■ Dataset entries
────────────────────
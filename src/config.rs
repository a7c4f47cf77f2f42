//! Process-wide configuration knobs, read once at [`crate::JitEngine::new`] time.
//!
//! Loading these from a config file or CLI is an external concern (see spec §6); this crate
//! only defines the struct the embedder populates.

use std::ops::RangeInclusive;

/// Minimum `cache_size_kb` for the JIT to engage at all.
pub const MIN_CACHE_SIZE_KB: usize = 1024;

/// Configuration knobs for the JIT engine.
#[derive(Debug, Clone)]
pub struct JitConfig {
    /// Size of the executable code cache, in KB. Below [`MIN_CACHE_SIZE_KB`] the JIT refuses
    /// to engage and [`crate::JitEngine::new`] returns an error.
    pub cache_size_kb: usize,
    /// Follow through unconditional constant-target jumps by inlining the target block.
    pub jit_inline: bool,
    /// Prefer lazy (checksum-recheck) invalidation over hard flush where both apply.
    pub jit_lazy_flush: bool,
    /// Opcode ranges (by the top 16 bits of the first instruction word) the compile driver must
    /// never translate, always falling back to the interpreter.
    pub jit_blacklist: Vec<RangeInclusive<u16>>,
    /// Emit a runtime disassembly trace of every compiled block via the `tracing` crate.
    pub jit_debug: bool,
}

impl Default for JitConfig {
    fn default() -> Self {
        Self {
            cache_size_kb: 8192,
            jit_inline: true,
            jit_lazy_flush: true,
            jit_blacklist: Vec::new(),
            jit_debug: false,
        }
    }
}

impl JitConfig {
    /// Returns whether the given opcode word falls within a blacklisted range.
    pub fn is_blacklisted(&self, opcode: u16) -> bool {
        self.jit_blacklist.iter().any(|r| r.contains(&opcode))
    }
}

#[cfg(test)]
mod tests {
    use super::*;

    #[test]
    fn blacklist_matches_inclusive_range() {
        let cfg = JitConfig {
            jit_blacklist: vec![0xA000..=0xAFFF],
            ..Default::default()
        };

        assert!(cfg.is_blacklisted(0xA000));
        assert!(cfg.is_blacklisted(0xAFFF));
        assert!(!cfg.is_blacklisted(0x9FFF));
        assert!(!cfg.is_blacklisted(0xB000));
    }

    #[test]
    fn default_cache_size_clears_minimum() {
        assert!(JitConfig::default().cache_size_kb >= MIN_CACHE_SIZE_KB);
    }
}
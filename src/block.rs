//! Block metadata (spec §3 "Block"). A `BlockInfo` describes one translated region: where its
//! code lives in the cache buffer, which guest byte ranges it was compiled from (for checksum
//! invalidation), and its chaining edges to/from other blocks.

use intrusive_collections::{intrusive_adapter, LinkedList, LinkedListLink, UnsafeRef};
use num_derive::FromPrimitive;

use crate::backend::PatchSite;
use crate::flags::Validity;

/// A safe stand-in for the reference's raw `BasicBlock *`: an arena slot index plus a generation
/// counter, so a `BlockId` captured before an invalidation cannot be mistaken for whatever block
/// later occupies the same slot (spec §3, §9 "Arena + back-edges").
#[derive(Debug, Clone, Copy, PartialEq, Eq, Hash)]
pub struct BlockId {
    pub index: u32,
    pub generation: u32,
}

/// Lifecycle state of one arena slot (spec §2.1: enum-with-repr + `FromPrimitive`, matching the
/// teacher's `Vmcs`/`VmxReason` convention).
#[derive(Debug, Clone, Copy, PartialEq, Eq, FromPrimitive)]
#[repr(u32)]
pub enum BlockStatus {
    /// The slot holds no block.
    Empty,
    /// Compiled, checksummed, and reachable from the cache index.
    InCache,
    /// A lazy flush touched this block without proving its covered range actually changed; the
    /// next dispatch only needs to re-verify the checksum and, if it still matches, promote back
    /// to `InCache` rather than pay for a full recompile.
    NeedCheck,
    /// A write touched this block's covered range; it must recompile before its next dispatch.
    Invalid,
}

/// One contiguous guest byte range this block's correctness depends on, with the checksum
/// computed over it at compile time (spec §3 "Cache index" / §4.5 self-modifying-code detection).
#[derive(Debug, Clone, Copy)]
pub struct ChecksumInfo {
    pub start: u32,
    pub length: u32,
    pub checksum: u32,
}

/// A chaining edge: `source`'s compiled code, at `patch_site`, jumps directly into `target`
/// rather than back through dispatch. Carries two intrusive links so it can live in both
/// endpoints' edge lists at once (spec §4.5/§9: "either endpoint's invalidation can unlink its
/// own edges in O(1)").
pub struct Dep {
    out_link: LinkedListLink,
    in_link: LinkedListLink,
    pub source: BlockId,
    pub target: BlockId,
    pub patch_site: PatchSite,
}

intrusive_adapter!(pub OutAdapter = Box<Dep>: Dep { out_link: LinkedListLink });
intrusive_adapter!(pub InAdapter = UnsafeRef<Dep>: Dep { in_link: LinkedListLink });

/// Metadata for one translated region (spec §3 "Block").
pub struct BlockInfo {
    pub id: BlockId,
    pub status: BlockStatus,
    /// Guest PC this block was compiled from; the cache index key.
    pub entry_pc: u32,
    /// Byte offset into the cache buffer of the PC-indexed (checked) entry point, reached via
    /// the dispatch table and always conservative about incoming flag state.
    pub handler_offset: usize,
    /// Byte offset of the direct-chain entry point, reachable only from a predecessor this
    /// compile observed and proved a matching `flags_in_flags` state for (spec §9: block-
    /// boundary flag-state matching is otherwise not attempted).
    pub direct_handler_offset: usize,
    pub code_len: usize,
    pub checksums: Vec<ChecksumInfo>,
    /// Edges where this block is the source, owned here.
    pub deps_out: LinkedList<OutAdapter>,
    /// Edges where this block is the target, referencing the same `Dep` nodes owned by a
    /// predecessor's `deps_out`.
    pub deps_in: LinkedList<InAdapter>,
    pub entry_flags_in_flags: Validity,
}

impl BlockInfo {
    pub fn new(id: BlockId, entry_pc: u32) -> Self {
        Self {
            id,
            status: BlockStatus::Empty,
            entry_pc,
            handler_offset: 0,
            direct_handler_offset: 0,
            code_len: 0,
            checksums: Vec::new(),
            deps_out: LinkedList::new(OutAdapter::new()),
            deps_in: LinkedList::new(InAdapter::new()),
            entry_flags_in_flags: Validity::Trash,
        }
    }

    /// Links `self -> target` as a chained jump. The `Dep` is owned by `self.deps_out`; `target`
    /// only ever sees it through an `UnsafeRef` in its `deps_in`, which is valid as long as
    /// `self` outlives `target`'s reference to it — guaranteed here because unlinking a block
    /// always walks its own `deps_out` and removes the matching `deps_in` entries first
    /// (see [`crate::cache::BlockCache::invalidate_block`]).
    pub fn add_chain_edge(&mut self, target_deps_in: &mut LinkedList<InAdapter>, target: BlockId, patch_site: PatchSite) {
        let dep = Box::new(Dep {
            out_link: LinkedListLink::new(),
            in_link: LinkedListLink::new(),
            source: self.id,
            target,
            patch_site,
        });
        // SAFETY: `dep` is about to be pushed into `self.deps_out`, which owns it for the rest
        // of its lifetime; the `UnsafeRef` handed to `target_deps_in` is a second, non-owning
        // view of the same allocation and is removed before the owning list drops it.
        let shared = unsafe { UnsafeRef::from_raw(&*dep as *const Dep) };
        self.deps_out.push_back(dep);
        target_deps_in.push_back(shared);
    }
}

#[cfg(test)]
mod tests {
    use super::*;

    #[test]
    fn fresh_block_has_no_edges() {
        let block = BlockInfo::new(BlockId { index: 0, generation: 0 }, 0x1000);
        assert!(block.deps_out.is_empty());
        assert!(block.deps_in.is_empty());
        assert_eq!(block.status, BlockStatus::Empty);
    }

    #[test]
    fn chain_edge_appears_in_both_lists() {
        let mut source = BlockInfo::new(BlockId { index: 0, generation: 0 }, 0x1000);
        let mut target = BlockInfo::new(BlockId { index: 1, generation: 0 }, 0x2000);

        source.add_chain_edge(&mut target.deps_in, target.id, 42);

        assert_eq!(source.deps_out.iter().count(), 1);
        assert_eq!(target.deps_in.iter().count(), 1);
        assert_eq!(target.deps_in.front().get().unwrap().patch_site, 42);

        // Drop target's (non-owning) list before source's (owning) list to respect the
        // documented invariant above.
        while target.deps_in.pop_front().is_some() {}
    }
}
────────────────────
■ What is being asked
In the entries above, copy the lines from the one that contains "source.add_chain_edge(&mut target.deps_in, target.id, 42);" through the last line, exactly as they appear.

■ Result below
        source.add_chain_edge(&mut target.deps_in, target.id, 42);

        assert_eq!(source.deps_out.iter().count(), 1);
        assert_eq!(target.deps_in.iter().count(), 1);
        assert_eq!(target.deps_in.front().get().unwrap().patch_site, 42);

        // Drop target's (non-owning) list before source's (owning) list to respect the
        // documented invariant above.
        while target.deps_in.pop_front().is_some() {}
    }
}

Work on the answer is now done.